There are 428 fewer teachers in Tayside and Fife’s secondary schools than a decade ago, official figures show.
In Dundee, the number of teachers at state-funded secondary schools has fallen by 24% since 2007 — the biggest drop in mainland Scotland.
The Tories said Dundee was suffering from the SNP’s blanket approach to teacher recruitment.
Education chiefs in the city said the closure of Menzieshill High School was among the reasons for the drop.
The number of teachers in Tayside and Fife fell from 3,791 in 2007 to 3,363 last year, according to Scottish Government figures.
The steepest drop in mainland Scotland was in the City of Discovery, where numbers fell from 805 to 608 over that period.
Bill Bowman, for the Scottish Conservatives, said the SNP was doing nothing to tackle the specific recruitment challenges in Dundee. He said: “Scotland once had an education system that was the envy of the world, and it has suffered blow after blow in the SNP’s hands. Dundee is one of the places suffering as a result.”
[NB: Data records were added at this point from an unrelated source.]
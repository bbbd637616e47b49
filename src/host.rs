//! Glue between a [`SessionClient`] and whatever renders [`PanelEvent`]s.
//!
//! The host owns the reporting rules: what the panel sees before a query is
//! sent, how errors are phrased, and which session state follows each way a
//! generation can end.

use std::path::PathBuf;
use std::sync::mpsc::Sender;
use std::sync::{Arc, Mutex, PoisonError};

use tracing::{debug, info, warn};

use crate::config::write_scratch_file;
use crate::error::ClientError;
use crate::panel::{PanelCommand, PanelEvent, ReportedState};
use crate::reconcile::Transcript;
use crate::session::{SessionClient, SessionObserver, SessionOutcome};
use crate::wire::{Message, QueryParams, Role};

pub const PREPARING_TEXT: &str = "Server is preparing...";
pub const STOPPED_TEXT: &str = "Generation was stopped manually.";

/// Forwards one query's observer callbacks to the panel channel.
struct PanelBridge {
    events: Sender<PanelEvent>,
    transcript: Mutex<Transcript>,
}

impl PanelBridge {
    fn new(events: Sender<PanelEvent>) -> Self {
        Self {
            events,
            transcript: Mutex::new(Transcript::default()),
        }
    }

    fn post(&self, event: PanelEvent) {
        if self.events.send(event).is_err() {
            debug!("panel receiver closed; dropping event");
        }
    }
}

impl SessionObserver for PanelBridge {
    fn on_messages(&self, messages: Vec<Message>) {
        let events = self
            .transcript
            .lock()
            .unwrap_or_else(PoisonError::into_inner)
            .apply(messages);
        for event in events {
            self.post(event);
        }
    }

    fn on_error(&self, error: &ClientError) {
        self.post(PanelEvent::Error {
            message: format!("Query error when connecting to the server: {error}"),
        });
    }

    fn on_no_reference(&self, junit_version: &str) {
        self.post(PanelEvent::Notice {
            message: no_reference_text(junit_version),
        });
    }
}

pub fn no_reference_text(junit_version: &str) -> String {
    format!(
        "No referable test case was found. Generating without a reference using JUnit {junit_version}. \
         Use /junit <version> to switch versions."
    )
}

#[derive(Clone)]
pub struct Host {
    client: SessionClient,
    events: Sender<PanelEvent>,
    scratch_dir: PathBuf,
}

impl Host {
    pub fn new(client: SessionClient, events: Sender<PanelEvent>, scratch_dir: PathBuf) -> Self {
        Self {
            client,
            events,
            scratch_dir,
        }
    }

    pub fn client(&self) -> &SessionClient {
        &self.client
    }

    fn post(&self, event: PanelEvent) {
        if self.events.send(event).is_err() {
            debug!("panel receiver closed; dropping event");
        }
    }

    /// Runs one generation and reports it to the panel. A cancelled run is
    /// left for [`Host::stop_active_session`] to report. The query slot is
    /// claimed before anything is posted, so a refused generation never
    /// touches the state the running one reported.
    pub async fn generate_test(&self, params: QueryParams) -> Result<SessionOutcome, ClientError> {
        let ticket = match self.client.reserve() {
            Ok(ticket) => ticket,
            Err(err) => {
                warn!(error = %err, "generation refused");
                self.post(PanelEvent::Error {
                    message: "A generation is already running. Stop it before starting another."
                        .to_string(),
                });
                return Err(err);
            }
        };
        self.post(PanelEvent::SessionState {
            state: ReportedState::Running,
            message: None,
        });
        self.post(PanelEvent::Typing {
            role: Role::System,
            content: PREPARING_TEXT.to_string(),
        });

        let bridge = Arc::new(PanelBridge::new(self.events.clone()));
        let outcome = self.client.run_reserved(ticket, &params, bridge).await;
        if !matches!(outcome, SessionOutcome::Cancelled) {
            debug!(outcome = outcome.label(), "generation ended");
            self.report_idle();
        }
        Ok(outcome)
    }

    pub async fn stop_active_session(&self) {
        if !self.client.is_active() {
            debug!("stop requested while idle");
            self.report_idle();
            return;
        }
        self.client.stop_active_session().await;
        info!("generation stopped by user");
        self.post(PanelEvent::SessionState {
            state: ReportedState::Stopped,
            message: Some(STOPPED_TEXT.to_string()),
        });
    }

    pub async fn change_junit_version(&self, version: &str) -> Result<(), ClientError> {
        match self.client.change_junit_version(version).await {
            Ok(()) => {
                self.post(PanelEvent::Notice {
                    message: format!("JUnit version set to {version}."),
                });
                Ok(())
            }
            Err(err) => {
                self.post(PanelEvent::Error {
                    message: format!("Failed to change the JUnit version: {err}"),
                });
                Err(err)
            }
        }
    }

    pub async fn handle_panel_command(&self, command: PanelCommand) {
        debug!(?command, "panel command");
        match command {
            PanelCommand::StopRun => self.stop_active_session().await,
            PanelCommand::ClearChat => self.post(PanelEvent::Clear { to_index: 0 }),
            PanelCommand::RestartSession { number } => {
                info!(number, "restart requested");
                self.post(PanelEvent::Notice {
                    message: format!(
                        "Restarting from message {number} is not supported by the generation server."
                    ),
                });
            }
            PanelCommand::OpenCode { content, lang } => {
                match write_scratch_file(&self.scratch_dir, &content, &lang) {
                    Ok(path) => self.post(PanelEvent::Notice {
                        message: format!("Opened {lang} code in {}", path.display()),
                    }),
                    Err(err) => {
                        warn!(error = %err, "writing scratch file failed");
                        self.post(PanelEvent::Error {
                            message: format!("Could not open code: {err}"),
                        });
                    }
                }
            }
        }
    }

    fn report_idle(&self) {
        self.post(PanelEvent::SessionState {
            state: ReportedState::Idle,
            message: None,
        });
    }
}

#[cfg(test)]
#[path = "../tests/unit/host_tests.rs"]
mod tests;
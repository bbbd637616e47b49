//! Wire types for the loopback generation server.
//!
//! Requests are single JSON bodies; the `/session` response is a stream of
//! newline-terminated JSON objects, each decoded into a [`Frame`].

use std::fmt;

use serde::{Deserialize, Serialize};

use crate::error::ClientError;

#[derive(Debug, Clone, PartialEq, Eq, Hash, Serialize, Deserialize)]
#[serde(from = "String", into = "String")]
pub enum Role {
    System,
    User,
    Assistant,
    Other(String),
}

impl Role {
    pub fn as_str(&self) -> &str {
        match self {
            Self::System => "system",
            Self::User => "user",
            Self::Assistant => "assistant",
            Self::Other(name) => name,
        }
    }
}

impl From<String> for Role {
    fn from(value: String) -> Self {
        match value.as_str() {
            "system" => Self::System,
            "user" => Self::User,
            "assistant" => Self::Assistant,
            _ => Self::Other(value),
        }
    }
}

impl From<&str> for Role {
    fn from(value: &str) -> Self {
        Self::from(value.to_string())
    }
}

impl From<Role> for String {
    fn from(value: Role) -> Self {
        match value {
            Role::Other(name) => name,
            known => known.as_str().to_string(),
        }
    }
}

impl fmt::Display for Role {
    fn fmt(&self, f: &mut fmt::Formatter<'_>) -> fmt::Result {
        f.write_str(self.as_str())
    }
}

#[derive(Debug, Clone, PartialEq, Eq, Serialize, Deserialize)]
pub struct Message {
    pub role: Role,
    pub content: String,
    #[serde(default, skip_serializing_if = "Option::is_none")]
    pub model: Option<String>,
}

impl Message {
    #[cfg(test)]
    pub fn new(role: impl Into<Role>, content: impl Into<String>) -> Self {
        Self {
            role: role.into(),
            content: content.into(),
            model: None,
        }
    }

    #[cfg(test)]
    pub fn with_model(mut self, model: impl Into<String>) -> Self {
        self.model = Some(model.into());
        self
    }

    /// Two messages occupy the same transcript slot when role and content
    /// match; `model` does not take part.
    pub fn same_turn(&self, other: &Message) -> bool {
        self.role == other.role && self.content == other.content
    }
}

#[derive(Debug, Clone, Copy, PartialEq, Eq, Serialize, Deserialize)]
#[serde(rename_all = "lowercase")]
pub enum SessionStatus {
    Start,
    Finish,
}

#[derive(Debug, Clone, PartialEq, Eq)]
pub enum Frame {
    Status {
        status: SessionStatus,
        session_id: Option<String>,
    },
    MessageBatch {
        session_id: String,
        messages: Vec<Message>,
    },
    NoReference {
        session_id: String,
        junit_version: String,
    },
}

impl Frame {
    pub fn kind(&self) -> &'static str {
        match self {
            Self::Status {
                status: SessionStatus::Start,
                ..
            } => "status:start",
            Self::Status {
                status: SessionStatus::Finish,
                ..
            } => "status:finish",
            Self::MessageBatch { .. } => "msg",
            Self::NoReference { .. } => "noreference",
        }
    }
}

#[derive(Debug, Deserialize)]
#[serde(tag = "type", content = "data", rename_all = "lowercase")]
enum RawFrame {
    Status(RawStatus),
    Msg(RawBatch),
    Noreference(RawNoReference),
}

#[derive(Debug, Deserialize)]
struct RawStatus {
    status: SessionStatus,
    #[serde(default)]
    session_id: Option<String>,
}

#[derive(Debug, Deserialize)]
struct RawBatch {
    session_id: String,
    messages: Vec<Message>,
}

#[derive(Debug, Deserialize)]
struct RawNoReference {
    session_id: String,
    junit_version: VersionValue,
}

#[derive(Debug, Deserialize)]
#[serde(untagged)]
enum VersionValue {
    Text(String),
    Number(serde_json::Number),
}

impl VersionValue {
    fn into_string(self) -> String {
        match self {
            Self::Text(text) => text,
            Self::Number(number) => number.to_string(),
        }
    }
}

pub fn parse_frame_line(line: &[u8]) -> Result<Frame, ClientError> {
    let raw: RawFrame = serde_json::from_slice(line)
        .map_err(|err| ClientError::protocol(format!("malformed frame: {err}")))?;
    match raw {
        RawFrame::Status(status) => Ok(Frame::Status {
            status: status.status,
            session_id: status.session_id.filter(|id| !id.is_empty()),
        }),
        RawFrame::Msg(batch) => {
            require_session_id(&batch.session_id, "msg")?;
            Ok(Frame::MessageBatch {
                session_id: batch.session_id,
                messages: batch.messages,
            })
        }
        RawFrame::Noreference(notice) => {
            require_session_id(&notice.session_id, "noreference")?;
            Ok(Frame::NoReference {
                session_id: notice.session_id,
                junit_version: notice.junit_version.into_string(),
            })
        }
    }
}

fn require_session_id(session_id: &str, frame: &str) -> Result<(), ClientError> {
    if session_id.trim().is_empty() {
        return Err(ClientError::protocol(format!(
            "{frame} frame without a session_id"
        )));
    }
    Ok(())
}

/// Parameters of one test generation query, forwarded verbatim as `data`.
#[derive(Debug, Clone, Default, PartialEq, Eq, Serialize, Deserialize)]
pub struct QueryParams {
    pub target_focal_method: String,
    pub target_focal_file: String,
    pub test_desc: String,
    pub project_path: String,
    pub focal_file_path: String,
}

#[derive(Debug, Serialize)]
#[serde(tag = "type", content = "data", rename_all = "snake_case")]
pub enum Request<'a> {
    ChangeJunitVersion(&'a str),
    Query(&'a QueryParams),
}

#[derive(Debug, Serialize)]
pub struct StopRequest<'a> {
    pub session_id: &'a str,
}

#[cfg(test)]
#[path = "../tests/unit/wire_tests.rs"]
mod tests;
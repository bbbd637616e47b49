//! Turns the cumulative transcript the server resends on every batch into
//! the minimal sequence of panel updates.

use std::sync::LazyLock;

use regex::Regex;

use crate::panel::PanelEvent;
use crate::wire::{Message, Role};

/// Content prefix the server uses on the final message of a generation.
pub const FINISH_SENTINEL: &str = "FINISH GENERATION";
pub const WAITING_TEXT: &str = "Waiting...";

static FENCED_BLOCK: LazyLock<Regex> =
    LazyLock::new(|| Regex::new(r"(?s)```.*?```").expect("fenced block pattern"));
static LINE_NUMBER_PREFIX: LazyLock<Regex> =
    LazyLock::new(|| Regex::new(r"(?m)^[0-9]+:").expect("line number pattern"));

/// Messages of `current` from the first slot where it diverges from
/// `previous`, paired with their absolute index.
pub fn reconcile<'a>(previous: &[Message], current: &'a [Message]) -> Vec<(&'a Message, usize)> {
    let shared = previous
        .iter()
        .zip(current)
        .take_while(|(before, now)| before.same_turn(now))
        .count();
    current
        .iter()
        .enumerate()
        .skip(shared)
        .map(|(index, message)| (message, index))
        .collect()
}

/// Role expected to speak next, or `None` once generation has finished.
pub fn waiting_role(last: &Message) -> Option<Role> {
    if last.content.trim().starts_with(FINISH_SENTINEL) {
        return None;
    }
    Some(match last.role {
        Role::System => Role::User,
        Role::User => Role::Assistant,
        _ => Role::User,
    })
}

/// Drops the `NNN:` prefixes the server puts on each line inside fenced
/// code blocks.
pub fn strip_code_line_numbers(content: &str) -> String {
    FENCED_BLOCK
        .replace_all(content, |caps: &regex::Captures<'_>| {
            LINE_NUMBER_PREFIX.replace_all(&caps[0], "").into_owned()
        })
        .into_owned()
}

pub fn sender_label(message: &Message) -> Option<String> {
    match (&message.role, message.model.as_deref()) {
        (Role::Assistant, Some(model)) if !model.trim().is_empty() => {
            Some(format!("assistant ({model})"))
        }
        _ => None,
    }
}

pub fn turn_event(message: &Message, index: usize) -> PanelEvent {
    PanelEvent::Turn {
        role: message.role.clone(),
        content: strip_code_line_numbers(&message.content),
        sender_type: sender_label(message),
        index: Some(index),
    }
}

/// Last transcript pushed to the panel for one session.
#[derive(Debug, Default)]
pub struct Transcript {
    rendered: Vec<Message>,
}

impl Transcript {
    #[cfg(test)]
    pub fn rendered(&self) -> &[Message] {
        &self.rendered
    }

    pub fn apply(&mut self, current: Vec<Message>) -> Vec<PanelEvent> {
        let mut events = reconcile(&self.rendered, &current)
            .into_iter()
            .map(|(message, index)| turn_event(message, index))
            .collect::<Vec<_>>();
        if let Some(role) = current.last().and_then(waiting_role) {
            events.push(PanelEvent::Typing {
                role,
                content: WAITING_TEXT.to_string(),
            });
        }
        self.rendered = current;
        events
    }
}

#[cfg(test)]
#[path = "../tests/unit/reconcile_tests.rs"]
mod tests;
A spokesman for Dundee City Council said: “These latest figures reflect major changes within the school environment in the city, in particular the closure of Menzieshill High School and the increased activity being delivered through the attainment challenge.
“As with councils across the country, this has been a challenging time for teacher recruitment. The children and families service closely monitors teacher numbers in all the city’s schools and makes every effort to recruit candidates to fill these vacant posts.”
A spokeswoman for the Scottish Government said: “The fact is there are more secondary teachers in Scotland than at any time since 2014.
“What is more, the ratio of pupils to teachers is at its lowest since 2010 and, in Dundee, is well below the Scottish average.”